GIVEN DATA Block Start

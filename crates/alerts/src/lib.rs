//! Telegram delivery for admitted alerts.
//!
//! This crate provides:
//! - Alert message formatting
//! - Telegram bot integration for sending
//! - A background notifier task decoupling delivery from the webhook path

pub mod format;
pub mod notifier;
pub mod telegram;

pub use format::format_alert_message;
pub use notifier::{start_notifier, Notifier, NotifierHandle};
pub use telegram::{TelegramError, TelegramSender};
//! Validation and rate-limit gate for inbound trading alerts.
//!
//! This crate provides:
//! - A pure signal validator producing normalized alerts
//! - A per-pair rate-limit / dedup gate deciding admission

pub mod limiter;
pub mod validator;

pub use limiter::{GateConfig, GateStats, SignalGate, SuppressReason, Verdict};
pub use validator::validate;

GIVEN DATA Block End

### TASK STATEMENT
Each line in the records that carries "limiter" must be copied out.

### RESPONSE FOR THIS EXERCISE
pub mod limiter;
pub use limiter::{GateConfig, GateStats, SignalGate, SuppressReason, Verdict};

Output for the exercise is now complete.